Summary Background  Psoriasis is known to affect 2–3% of the population and can be considered an organ‐specific autoimmune disease. CD26/dipeptidyl‐peptidase IV (DPP‐IV) is a membrane‐bound protease with diverse properties. In theory, the expression of CD26/DPP‐IV has common grounds with three principal key players of the psoriatic pathogenesis: keratinocytes, T cells and cytokines. Objectives  To assess CD26/DPP‐IV expression in psoriasis in order to expand on the search for complementary biomarkers related to inflammation and proliferation in psoriasis. Methods  The pattern of expression of CD26/DPP‐IV was investigated on the mRNA‐, protein‐ and enzyme‐functionality level using immunohistochemical, immunofluorescent and enzyme activity labelling techniques.
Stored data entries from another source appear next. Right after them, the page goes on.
//! Copyright © 2025-2026 Wenze Wei. All Rights Reserved.
//!
//! This file is part of multiplug.
//! The multiplug project belongs to the Dunimd Team.
//!
//! Licensed under the Apache License, Version 2.0 (the "License");
//! You may not use this file except in compliance with the License.
//! You may obtain a copy of the License at
//!
//!     http://www.apache.org/licenses/LICENSE-2.0
//!
//! Unless required by applicable law or agreed to in writing, software
//! distributed under the License is distributed on an "AS IS" BASIS,
//! WITHOUT WARRANTIES OR CONDITIONS OF ANY KIND, either express or implied.
//! See the License for the specific language governing permissions and
//! limitations under the License.

use std::fs;

use multiplug::{
    MpContract, MpError, MpImporter, MpKwargs, MpLanguage, MpLanguageOptions, MpShape, MpValue,
};

#[path = "../common/mod.rs"]
mod common;

use common::{fixture, has_tool};

#[test]
fn unknown_suffix_is_unsupported() {
    let dir = tempfile::tempdir().unwrap();
    let path = dir.path().join("plugin.txt");
    fs::write(&path, "ID = 1\n").unwrap();
    let err = MpImporter::default()
        .import(&path, &MpContract::new())
        .unwrap_err();
    match err {
        MpError::UnsupportedLanguage { suffix, .. } => assert_eq!(suffix, ".txt"),
        other => panic!("unexpected error: {other}"),
    }
}

#[test]
fn suffixes_map_to_languages() {
    let importer = MpImporter::default();
    for (file, language) in [
        ("a.py", MpLanguage::Python),
        ("a.nim", MpLanguage::Nim),
        ("a.rs", MpLanguage::Rust),
        ("a.sh", MpLanguage::Bash),
    ] {
        assert_eq!(importer.language_of(file.as_ref()).unwrap(), language);
    }
    assert!(importer.language_of("Makefile".as_ref()).is_err());
}

#[test]
fn disabled_bash_is_unsupported() {
    let options = MpLanguageOptions {
        disable_bash: true,
        ..MpLanguageOptions::default()
    };
    let err = MpImporter::new(options)
        .import(fixture("bash/fas_stats.sh"), &MpContract::compute_plugin())
        .unwrap_err();
    assert!(matches!(err, MpError::UnsupportedLanguage { .. }));
    assert!(err.to_string().contains("disabled"));
}

#[cfg(not(feature = "python"))]
#[test]
fn python_needs_its_feature() {
    let err = MpImporter::default()
        .import(fixture("python/fas_stats_py.py"), &MpContract::compute_plugin())
        .unwrap_err();
    assert!(matches!(err, MpError::UnsupportedLanguage { .. }));
}

#[test]
fn overlapping_contract_is_a_config_error() {
    let contract = MpContract::new()
        .require_function("compute")
        .optional_function("compute");
    let err = MpImporter::default()
        .import(fixture("bash/fas_stats.sh"), &contract)
        .unwrap_err();
    assert!(matches!(err, MpError::Config { .. }));
}

#[test]
fn missing_required_function_reports_partial_findings() {
    if !has_tool("bash") {
        return;
    }
    let err = MpImporter::default()
        .import(fixture("bash/missing_compute.sh"), &MpContract::compute_plugin())
        .unwrap_err();
    match err {
        MpError::InterfaceRequirement {
            module,
            kind,
            member,
            findings,
        } => {
            assert_eq!(module, "missing_compute");
            assert_eq!(kind, "function");
            assert_eq!(member, "compute");
            assert_eq!(findings[0], "imported required constants: ID, VERSION, INPUT, OUTPUT");
            assert!(findings[1].starts_with("non defined optional constants (set to absent): METHOD"));
            assert!(findings.last().unwrap().contains("'compute'"));
        }
        other => panic!("unexpected error: {other}"),
    }
}

#[test]
fn absent_optional_members_are_marked() {
    if !has_tool("bash") {
        return;
    }
    let (module, report) = MpImporter::default()
        .import_with_report(fixture("bash/fas_stats.sh"), &MpContract::compute_plugin())
        .unwrap();
    assert!(report.passed());
    for name in ["ADVICE", "REQ_HARDWARE", "initialize", "finalize"] {
        assert!(module.is_known(name), "{name} should be known");
        assert!(module.constant(name).is_none());
        assert!(!module.has_function(name));
    }
    assert!(!module.is_known("NOT_DECLARED"));
}

#[test]
fn findings_are_deterministic() {
    if !has_tool("bash") {
        return;
    }
    let importer = MpImporter::default();
    let contract = MpContract::compute_plugin();
    let (_, first) = importer
        .import_with_report(fixture("bash/fas_stats.sh"), &contract)
        .unwrap();
    let (_, second) = importer
        .import_with_report(fixture("bash/fas_stats.sh"), &contract)
        .unwrap();
    assert_eq!(first.messages(), second.messages());
    assert_eq!(
        first.messages(),
        vec![
            "imported required constants: ID, VERSION, INPUT, OUTPUT".to_string(),
            "imported optional constants: METHOD, IMPLEMENTATION, REQ_SOFTWARE, PARAMETERS".to_string(),
            "non defined optional constants (set to absent): ADVICE, REQ_HARDWARE".to_string(),
            "imported required functions: compute".to_string(),
            "non defined optional functions (set to absent): initialize, finalize".to_string(),
        ]
    );
}

#[test]
fn contracts_load_from_yaml() {
    if !has_tool("bash") {
        return;
    }
    let contract = MpContract::from_yaml_str(
        "required:\n  functions: [compute]\n  constants:\n    list: [OUTPUT]\n",
    )
    .unwrap();
    assert_eq!(contract.shape_of("OUTPUT"), Some(MpShape::List));
    let module = MpImporter::default()
        .import(fixture("bash/fas_stats.sh"), &contract)
        .unwrap();
    assert_eq!(
        module.constant("OUTPUT"),
        Some(&MpValue::string_list(["genome_size", "GC_content"]))
    );
    let row = module
        .call("compute", &[MpValue::str(common::example_fas())], &MpKwargs::new())
        .unwrap();
    assert_eq!(row, MpValue::string_list(["800", "0.41"]));
}
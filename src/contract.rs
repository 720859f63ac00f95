//! Copyright © 2025-2026 Wenze Wei. All Rights Reserved.
//!
//! This file is part of multiplug.
//! The multiplug project belongs to the Dunimd Team.
//!
//! Licensed under the Apache License, Version 2.0 (the "License");
//! You may not use this file except in compliance with the License.
//! You may obtain a copy of the License at
//!
//!     http://www.apache.org/licenses/LICENSE-2.0
//!
//! Unless required by applicable law or agreed to in writing, software
//! distributed under the License is distributed on an "AS IS" BASIS,
//! WITHOUT WARRANTIES OR CONDITIONS OF ANY KIND, either express or implied.
//! See the License for the specific language governing permissions and
//! limitations under the License.

//! # API Contracts
//!
//! A contract declares which functions and constants a plugin must or may
//! define. Constants are partitioned by shape; the shape is what the shell
//! loader uses to read a variable, the other loaders take values as they are.
//!
//! Contracts can be written in YAML:
//!
//! ```yaml
//! required:
//!   functions: [compute]
//!   constants:
//!     scalar: [ID, VERSION, INPUT]
//!     list: [OUTPUT]
//! optional:
//!   functions: [initialize, finalize]
//!   constants:
//!     nested: [PARAMETERS]
//! ```

use std::collections::HashSet;

use serde::{Deserialize, Serialize};

use crate::errors::{MpError, Result};
use crate::value::MpShape;

/// Constants of one contract section, partitioned by shape.
#[derive(Clone, Debug, Default, PartialEq, Eq, Serialize, Deserialize)]
#[serde(default)]
pub struct MpConstantSet {
    pub scalar: Vec<String>,
    pub list: Vec<String>,
    pub nested: Vec<String>,
}

impl MpConstantSet {
    /// Declared names with their shape: scalars, then lists, then nested,
    /// each in declaration order.
    pub fn entries(&self) -> Vec<(&str, MpShape)> {
        self.scalar
            .iter()
            .map(|n| (n.as_str(), MpShape::Scalar))
            .chain(self.list.iter().map(|n| (n.as_str(), MpShape::List)))
            .chain(self.nested.iter().map(|n| (n.as_str(), MpShape::Nested)))
            .collect()
    }

    pub fn is_empty(&self) -> bool {
        self.scalar.is_empty() && self.list.is_empty() && self.nested.is_empty()
    }

    pub fn shape_of(&self, name: &str) -> Option<MpShape> {
        self.entries()
            .into_iter()
            .find(|(n, _)| *n == name)
            .map(|(_, shape)| shape)
    }

    fn push(&mut self, name: String, shape: MpShape) {
        match shape {
            MpShape::Scalar => self.scalar.push(name),
            MpShape::List => self.list.push(name),
            MpShape::Nested => self.nested.push(name),
        }
    }

    fn append(&mut self, other: MpConstantSet) {
        self.scalar.extend(other.scalar);
        self.list.extend(other.list);
        self.nested.extend(other.nested);
    }
}

/// Functions and constants of one contract section.
#[derive(Clone, Debug, Default, PartialEq, Eq, Serialize, Deserialize)]
#[serde(default)]
pub struct MpMemberSet {
    pub functions: Vec<String>,
    pub constants: MpConstantSet,
}

/// Declarative description of what a plugin must and may expose.
#[derive(Clone, Debug, Default, PartialEq, Eq, Serialize, Deserialize)]
#[serde(default)]
pub struct MpContract {
    pub required: MpMemberSet,
    pub optional: MpMemberSet,
}

impl MpContract {
    pub fn new() -> Self {
        Self::default()
    }

    pub fn require_function(mut self, name: impl Into<String>) -> Self {
        self.required.functions.push(name.into());
        self
    }

    pub fn optional_function(mut self, name: impl Into<String>) -> Self {
        self.optional.functions.push(name.into());
        self
    }

    pub fn require_constant(mut self, name: impl Into<String>, shape: MpShape) -> Self {
        self.required.constants.push(name.into(), shape);
        self
    }

    pub fn optional_constant(mut self, name: impl Into<String>, shape: MpShape) -> Self {
        self.optional.constants.push(name.into(), shape);
        self
    }

    /// Contract of a compute plugin run by the batch driver.
    pub fn compute_plugin() -> Self {
        Self::new()
            .require_function("compute")
            .optional_function("initialize")
            .optional_function("finalize")
            .require_constant("ID", MpShape::Scalar)
            .require_constant("VERSION", MpShape::Scalar)
            .require_constant("INPUT", MpShape::Scalar)
            .require_constant("OUTPUT", MpShape::List)
            .optional_constant("PARAMETERS", MpShape::Nested)
            .optional_constant("METHOD", MpShape::Scalar)
            .optional_constant("IMPLEMENTATION", MpShape::Scalar)
            .optional_constant("ADVICE", MpShape::Scalar)
            .optional_constant("REQ_SOFTWARE", MpShape::Scalar)
            .optional_constant("REQ_HARDWARE", MpShape::Scalar)
    }

    /// Contract of a plugin computing output ids from input ids.
    pub fn id_processor() -> Self {
        Self::new().require_function("compute_id")
    }

    /// The same contract with every required member turned optional.
    pub fn relaxed(&self) -> Self {
        let mut optional = self.required.clone();
        optional.functions.extend(self.optional.functions.iter().cloned());
        optional.constants.append(self.optional.constants.clone());
        MpContract {
            required: MpMemberSet::default(),
            optional,
        }
    }

    pub fn from_yaml_str(text: &str) -> Result<Self> {
        let contract: MpContract = serde_yaml::from_str(text)?;
        contract.validate()?;
        Ok(contract)
    }

    /// Declared shape of a constant, looking at both sections.
    pub fn shape_of(&self, name: &str) -> Option<MpShape> {
        self.required
            .constants
            .shape_of(name)
            .or_else(|| self.optional.constants.shape_of(name))
    }

    pub fn has_required_constants(&self) -> bool {
        !self.required.constants.is_empty()
    }

    /// Checks that no name is declared twice in the same category.
    pub fn validate(&self) -> Result<()> {
        let mut seen = HashSet::new();
        for name in self.required.functions.iter().chain(&self.optional.functions) {
            if !seen.insert(name.as_str()) {
                return Err(MpError::config(format!(
                    "function '{}' is declared more than once in the API contract",
                    name
                )));
            }
        }
        let mut seen = HashSet::new();
        for (name, _) in self
            .required
            .constants
            .entries()
            .into_iter()
            .chain(self.optional.constants.entries())
        {
            if !seen.insert(name) {
                return Err(MpError::config(format!(
                    "constant '{}' is declared more than once in the API contract",
                    name
                )));
            }
        }
        Ok(())
    }
}
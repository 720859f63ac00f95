//! Copyright © 2025-2026 Wenze Wei. All Rights Reserved.
//!
//! This file is part of multiplug.
//! The multiplug project belongs to the Dunimd Team.
//!
//! Licensed under the Apache License, Version 2.0 (the "License");
//! You may not use this file except in compliance with the License.
//! You may obtain a copy of the License at
//!
//!     http://www.apache.org/licenses/LICENSE-2.0
//!
//! Unless required by applicable law or agreed to in writing, software
//! distributed under the License is distributed on an "AS IS" BASIS,
//! WITHOUT WARRANTIES OR CONDITIONS OF ANY KIND, either express or implied.
//! See the License for the specific language governing permissions and
//! limitations under the License.

//! # Logging
//!
//! multiplug logs through the `log` facade. [`MpLogger`] is a ready-made
//! backend for applications embedding multiplug: console lines on stderr
//! (stdout carries computation results) and an optional rotating log file,
//! each as text or JSON.
//!
//! ```rust,no_run
//! use multiplug::logging::{MpLogConfig, MpLogger};
//!
//! MpLogger::init(MpLogConfig::verbose(true)).unwrap();
//! log::debug!("plugin loaded");
//! ```

pub mod config;
pub mod core;
pub mod formatters;
pub mod handlers;

pub use config::MpLogConfig;
pub use self::core::MpLogRecord;
pub use handlers::{MpConsoleHandler, MpFileHandler, MpLogHandler};

use crate::errors::{MpError, Result};

pub struct MpLogger {
    level: ::log::LevelFilter,
    handlers: Vec<Box<dyn MpLogHandler>>,
}

impl MpLogger {
    pub fn new(config: &MpLogConfig) -> Result<Self> {
        let mut handlers: Vec<Box<dyn MpLogHandler>> = Vec::new();
        if config.console_enabled {
            handlers.push(Box::new(MpConsoleHandler::new(config.json_format_console)));
        }
        if config.file_enabled {
            let path = config
                .file_path
                .as_ref()
                .ok_or_else(|| MpError::config("file logging enabled without a file_path"))?;
            handlers.push(Box::new(MpFileHandler::new(
                path,
                config.json_format_file,
                config.max_bytes,
                config.backup_count,
            )));
        }
        Ok(MpLogger {
            level: config.level_filter()?,
            handlers,
        })
    }

    /// Installs the logger for the process. Only the first logger of a
    /// process can be installed.
    pub fn init(config: MpLogConfig) -> Result<()> {
        let logger = Self::new(&config)?;
        let level = logger.level;
        ::log::set_boxed_logger(Box::new(logger))
            .map_err(|err| MpError::config(format!("cannot install the logger: {}", err)))?;
        ::log::set_max_level(level);
        Ok(())
    }
}

impl ::log::Log for MpLogger {
    fn enabled(&self, metadata: &::log::Metadata<'_>) -> bool {
        metadata.level() <= self.level
    }

    fn log(&self, record: &::log::Record<'_>) {
        if !self.enabled(record.metadata()) {
            return;
        }
        let record = MpLogRecord::from_log(record);
        for handler in &self.handlers {
            handler.handle(&record);
        }
    }

    fn flush(&self) {
        for handler in &self.handlers {
            handler.flush();
        }
    }
}
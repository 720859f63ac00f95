//! Genome size and GC content of a Fasta file.

use std::ffi::{c_char, CStr, CString};
use std::fs;

fn respond(body: String) -> *mut c_char {
    CString::new(body)
        .map(CString::into_raw)
        .unwrap_or(std::ptr::null_mut())
}

fn quote(text: &str) -> String {
    let mut quoted = String::from("\"");
    for c in text.chars() {
        match c {
            '"' => quoted.push_str("\\\""),
            '\\' => quoted.push_str("\\\\"),
            '\n' => quoted.push_str("\\n"),
            '\t' => quoted.push_str("\\t"),
            c => quoted.push(c),
        }
    }
    quoted.push('"');
    quoted
}

/// First positional argument of a request, if it is a string.
fn first_arg(request: &str) -> Option<String> {
    let start = request.find("\"args\"")?;
    let rest = &request[start + "\"args\"".len()..];
    let rest = rest[rest.find('[')? + 1..].trim_start();
    let mut chars = rest.strip_prefix('"')?.chars();
    let mut arg = String::new();
    while let Some(c) = chars.next() {
        match c {
            '"' => return Some(arg),
            '\\' => match chars.next()? {
                'n' => arg.push('\n'),
                't' => arg.push('\t'),
                other => arg.push(other),
            },
            c => arg.push(c),
        }
    }
    None
}

#[no_mangle]
pub extern "C" fn multiplug_free(response: *mut c_char) {
    if !response.is_null() {
        unsafe { drop(CString::from_raw(response)) };
    }
}

#[no_mangle]
#[allow(non_snake_case)]
pub extern "C" fn Constants(_request: *const c_char) -> *mut c_char {
    respond(
        concat!(
            r#"{"ok": {"ID": "fas_stats_rs", "VERSION": "0.1.0", "#,
            r#""INPUT": "genomic sequence (Fasta)", "OUTPUT": ["genome_size", "GC_content"], "#,
            r#""METHOD": "count bases", "IMPLEMENTATION": "implemented in Rust", "#,
            r#""_BUFSIZE": 65536}}"#
        )
        .to_string(),
    )
}

#[no_mangle]
pub extern "C" fn compute(request: *const c_char) -> *mut c_char {
    let request = unsafe { CStr::from_ptr(request) }.to_string_lossy();
    let Some(filename) = first_arg(&request) else {
        return respond(r#"{"error": "compute needs a file name"}"#.to_string());
    };
    let text = match fs::read_to_string(&filename) {
        Ok(text) => text,
        Err(err) => {
            return respond(format!(
                r#"{{"error": {}}}"#,
                quote(&format!("{}: {}", filename, err))
            ))
        }
    };
    let mut size = 0u64;
    let mut gc = 0u64;
    for line in text.lines().filter(|line| !line.starts_with('>')) {
        for c in line.chars() {
            if c.is_ascii_alphabetic() {
                size += 1;
            }
            if matches!(c, 'G' | 'C' | 'g' | 'c') {
                gc += 1;
            }
        }
    }
    respond(format!(
        r#"{{"ok": [[{}, {}], []]}}"#,
        size,
        gc as f64 / size as f64
    ))
}
//! Copyright © 2025-2026 Wenze Wei. All Rights Reserved.
//!
//! This file is part of multiplug.
//! The multiplug project belongs to the Dunimd Team.
//!
//! Licensed under the Apache License, Version 2.0 (the "License");
//! You may not use this file except in compliance with the License.
//! You may obtain a copy of the License at
//!
//!     http://www.apache.org/licenses/LICENSE-2.0
//!
//! Unless required by applicable law or agreed to in writing, software
//! distributed under the License is distributed on an "AS IS" BASIS,
//! WITHOUT WARRANTIES OR CONDITIONS OF ANY KIND, either express or implied.
//! See the License for the specific language governing permissions and
//! limitations under the License.

use std::fs::{self, OpenOptions};
use std::io::{self, Write};
use std::path::{Path, PathBuf};
use std::sync::Mutex;

use super::core::MpLogRecord;
use super::formatters::{MpJsonFormatter, MpTextFormatter};

pub trait MpLogHandler: Send + Sync {
    fn handle(&self, record: &MpLogRecord);

    fn flush(&self) {}
}

fn format(record: &MpLogRecord, json: bool) -> String {
    if json {
        MpJsonFormatter::format(record)
    } else {
        MpTextFormatter::format(record)
    }
}

/// Writes to stderr; stdout is left to computation results.
pub struct MpConsoleHandler {
    json: bool,
}

impl MpConsoleHandler {
    pub fn new(json: bool) -> Self {
        MpConsoleHandler { json }
    }
}

impl MpLogHandler for MpConsoleHandler {
    fn handle(&self, record: &MpLogRecord) {
        let _ = writeln!(io::stderr().lock(), "{}", format(record, self.json));
    }

    fn flush(&self) {
        let _ = io::stderr().flush();
    }
}

/// Appends to a file, rotating it by size when `max_bytes` is set.
pub struct MpFileHandler {
    path: PathBuf,
    json: bool,
    max_bytes: Option<u64>,
    backup_count: u32,
    lock: Mutex<()>,
}

fn backup_path(path: &Path, index: u32) -> PathBuf {
    PathBuf::from(format!("{}.{}", path.display(), index))
}

impl MpFileHandler {
    pub fn new(path: impl Into<PathBuf>, json: bool, max_bytes: Option<u64>, backup_count: u32) -> Self {
        MpFileHandler {
            path: path.into(),
            json,
            max_bytes,
            backup_count,
            lock: Mutex::new(()),
        }
    }

    /// `path` becomes `path.1`, `path.1` becomes `path.2`, and so on up to
    /// `backup_count`.
    fn rotate_if_needed(&self) -> io::Result<()> {
        let Some(max_bytes) = self.max_bytes else {
            return Ok(());
        };
        match fs::metadata(&self.path) {
            Ok(meta) if meta.len() > max_bytes => {}
            _ => return Ok(()),
        }
        if self.backup_count == 0 {
            return fs::remove_file(&self.path);
        }
        let oldest = backup_path(&self.path, self.backup_count);
        if oldest.exists() {
            fs::remove_file(&oldest)?;
        }
        for index in (1..self.backup_count).rev() {
            let from = backup_path(&self.path, index);
            if from.exists() {
                fs::rename(&from, backup_path(&self.path, index + 1))?;
            }
        }
        fs::rename(&self.path, backup_path(&self.path, 1))
    }
}

impl MpLogHandler for MpFileHandler {
    fn handle(&self, record: &MpLogRecord) {
        let _guard = match self.lock.lock() {
            Ok(guard) => guard,
            Err(poisoned) => poisoned.into_inner(),
        };
        if let Err(err) = self.rotate_if_needed() {
            let _ = writeln!(io::stderr(), "cannot rotate {}: {}", self.path.display(), err);
        }
        if let Ok(mut file) = OpenOptions::new().create(true).append(true).open(&self.path) {
            let _ = writeln!(file, "{}", format(record, self.json));
        }
    }
}
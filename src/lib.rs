//! Copyright © 2025-2026 Wenze Wei. All Rights Reserved.
//!
//! This file is part of multiplug.
//! The multiplug project belongs to the Dunimd Team.
//!
//! Licensed under the Apache License, Version 2.0 (the "License");
//! You may not use this file except in compliance with the License.
//! You may obtain a copy of the License at
//!
//!     http://www.apache.org/licenses/LICENSE-2.0
//!
//! Unless required by applicable law or agreed to in writing, software
//! distributed under the License is distributed on an "AS IS" BASIS,
//! WITHOUT WARRANTIES OR CONDITIONS OF ANY KIND, either express or implied.
//! See the License for the specific language governing permissions and
//! limitations under the License.

//! # multiplug Core Library
//!
//! multiplug loads compute plugins written in Python, Nim, Rust or Bash
//! behind one interface, enforces an API contract on them and drives batch
//! computations with provenance reports.
//!
//! ## Module Overview
//!
//! - **value**: values exchanged with plugins
//! - **module**: the loaded plugin handle and its callable functions
//! - **contract**: required and optional functions and constants
//! - **loader**: one materializer per language
//! - **enforce**: contract enforcement and compliance findings
//! - **importer**: extension dispatch, the single entry point for loading
//! - **analyser**: extended checks of compute plugins
//! - **batch**: batch computation driver
//! - **report**: computation reports
//! - **store**: attribute stores and the results loader
//! - **catalog**: attribute definitions
//! - **logging**: a `log` backend for applications
//!
//! ## Feature Flags
//!
//! - `parallel`: parallel batch computation (default)
//! - `python`: Python plugins through an embedded interpreter
//! - `full`: all of the above
//!
//! ## Quick Start
//!
//! ```rust,no_run
//! use multiplug::{MpContract, MpImporter, MpKwargs, MpLanguageOptions, MpValue};
//!
//! let importer = MpImporter::new(MpLanguageOptions::default());
//! let plugin = importer.import("plugins/fas_stats.sh", &MpContract::compute_plugin())?;
//! let row = plugin.call("compute", &[MpValue::str("genome.fas")], &MpKwargs::new())?;
//! println!("{}", row.to_text());
//! # Ok::<(), multiplug::MpError>(())
//! ```
//!
//! ## Error Handling
//!
//! All operations return `Result<T, MpError>`.

pub mod errors;
pub mod value;
pub mod config;
pub mod contract;
pub mod module;
pub mod loader;
pub mod enforce;
pub mod importer;
pub mod catalog;
pub mod analyser;
pub mod sink;
pub mod report;
pub mod batch;
pub mod store;
pub mod logging;

pub use errors::{MpError, Result};
pub use value::{MpKwargs, MpObject, MpShape, MpValue};
pub use config::{MpBatchConfig, MpLanguageOptions};
pub use contract::{MpConstantSet, MpContract, MpMemberSet};
pub use module::{MpFunction, MpLanguage, MpMaterialized, MpModule, MpSignature};
pub use loader::MpLoader;
pub use enforce::{enforce, MpCompliance, MpFinding, MpSeverity};
pub use importer::MpImporter;
pub use catalog::{MpAttributeCatalog, MpAttributeDefinition};
pub use analyser::{MpAnalysis, MpInterfaceAnalyser};
pub use sink::MpSink;
pub use report::{MpCompStatus, MpReason, MpReport, MpReportData};
pub use batch::{MpBatchComputation, MpComputeOutput, MpInputSource, MpUnit};
pub use store::{MpAttributeStore, MpMemoryStore, MpPluginDescription, MpResultsLoader, MpStoredValue};
pub use logging::{MpLogConfig, MpLogger};
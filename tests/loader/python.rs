//! Copyright © 2025-2026 Wenze Wei. All Rights Reserved.
//!
//! This file is part of multiplug.
//! The multiplug project belongs to the Dunimd Team.
//!
//! Licensed under the Apache License, Version 2.0 (the "License");
//! You may not use this file except in compliance with the License.
//! You may obtain a copy of the License at
//!
//!     http://www.apache.org/licenses/LICENSE-2.0
//!
//! Unless required by applicable law or agreed to in writing, software
//! distributed under the License is distributed on an "AS IS" BASIS,
//! WITHOUT WARRANTIES OR CONDITIONS OF ANY KIND, either express or implied.
//! See the License for the specific language governing permissions and
//! limitations under the License.

use serde_json::json;

use multiplug::{
    MpContract, MpError, MpImporter, MpInterfaceAnalyser, MpKwargs, MpLanguage, MpValue,
};

#[path = "../common/mod.rs"]
mod common;

use common::{example_fas, fixture};

#[test]
fn fas_stats_is_executed_and_called() {
    let plugin = MpImporter::default()
        .import(fixture("python/fas_stats_py.py"), &MpContract::compute_plugin())
        .expect("load fas_stats_py.py");
    assert_eq!(plugin.language(), MpLanguage::Python);
    assert_eq!(plugin.constant_str("ID"), Some("fas_stats_py"));
    assert_eq!(
        plugin.constant("PARAMETERS"),
        Some(&MpValue::table([["uncompressed", "bool", "False", "input is not gzipped"]]))
    );
    assert!(!plugin.is_known("_GC"));
    let result = plugin
        .call("compute", &[MpValue::str(example_fas())], &MpKwargs::new())
        .unwrap();
    assert_eq!(result, MpValue::from(json!([[800, 0.41], []])));
}

#[test]
fn state_objects_round_trip() {
    let plugin = MpImporter::default()
        .import(fixture("python/py_w_state.py"), &MpContract::compute_plugin())
        .unwrap();
    assert!(!plugin.has_function("EchoState"));

    let mut init = MpKwargs::new();
    init.insert("start".into(), MpValue::from(json!(10)));
    let state = plugin.call("initialize", &[], &init).unwrap();
    assert!(matches!(state, MpValue::Object(_)));

    let mut kwargs = MpKwargs::new();
    kwargs.insert("state".into(), state.clone());
    let first = plugin.call("compute", &[MpValue::str("a")], &kwargs).unwrap();
    let second = plugin.call("compute", &[MpValue::str("b")], &kwargs).unwrap();
    assert_eq!(first, MpValue::from(json!(["a", 11])));
    assert_eq!(second, MpValue::from(json!(["b", 12])));

    plugin.call("finalize", &[state], &MpKwargs::new()).unwrap();
    assert_eq!(
        plugin.call("finalized_counts", &[], &MpKwargs::new()).unwrap(),
        MpValue::from(json!([12]))
    );
}

#[test]
fn python_exceptions_are_plugin_errors() {
    let plugin = MpImporter::default()
        .import(fixture("python/fas_stats_py.py"), &MpContract::compute_plugin())
        .unwrap();
    let err = plugin
        .call("compute", &[MpValue::str("/nonexistent/missing.fas")], &MpKwargs::new())
        .unwrap_err();
    assert!(matches!(err, MpError::Plugin { .. }));
    assert!(err.to_string().contains("missing.fas"));
}

#[test]
fn missing_compute_function() {
    let err = MpImporter::default()
        .import(fixture("python/missing_compute.py"), &MpContract::compute_plugin())
        .unwrap_err();
    match err {
        MpError::InterfaceRequirement { member, .. } => assert_eq!(member, "compute"),
        other => panic!("unexpected error: {other}"),
    }
}

#[test]
fn analyser_checks_signatures() {
    let analyser = MpInterfaceAnalyser::load(&MpImporter::default(), fixture("python/fas_stats_py.py"))
        .unwrap();
    let analysis = analyser.run(None);
    assert!(analysis.passed(), "{:?}", analysis.findings());
    assert_eq!(analysis.exit_code(), 0);
    assert_eq!(
        analyser.module().signature_of("compute").unwrap().fixed_params,
        vec!["filename".to_string()]
    );
}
Results  An 11‐fold significant increase of CD26/DPP‐IV on the mRNA level was demonstrated in psoriatic epidermal sheets compared with normal skin. Immunohistochemistry on psoriatic sections showed a distinct patchy honeycomb‐like CD26/DPP‐IV staining in the suprapapillary layers. Moreover, a clearly distinguishable column‐like staining pattern throughout the suprabasal compartment along the rete ridges was seen, whereas in normal skin these patterns were absent. Strikingly, CD26/DPP‐IV enzyme activity correlated with this immunohistochemical reactivity pattern for the CD26/DPP‐IV protein. The T‐cell bound expression of CD26/DPP‐IV in psoriatic skin was explicitly present, albeit in small quantities. Conclusions  Our data provide clear evidence for a versatile upregulation of CD26/DPP‐IV expression in psoriatic (epi)dermis. Although the exact functional contribution remains speculative, the topographical distribution of this complex multifunctional protein suggests a suitable role as a complementary biomarker in psoriasis.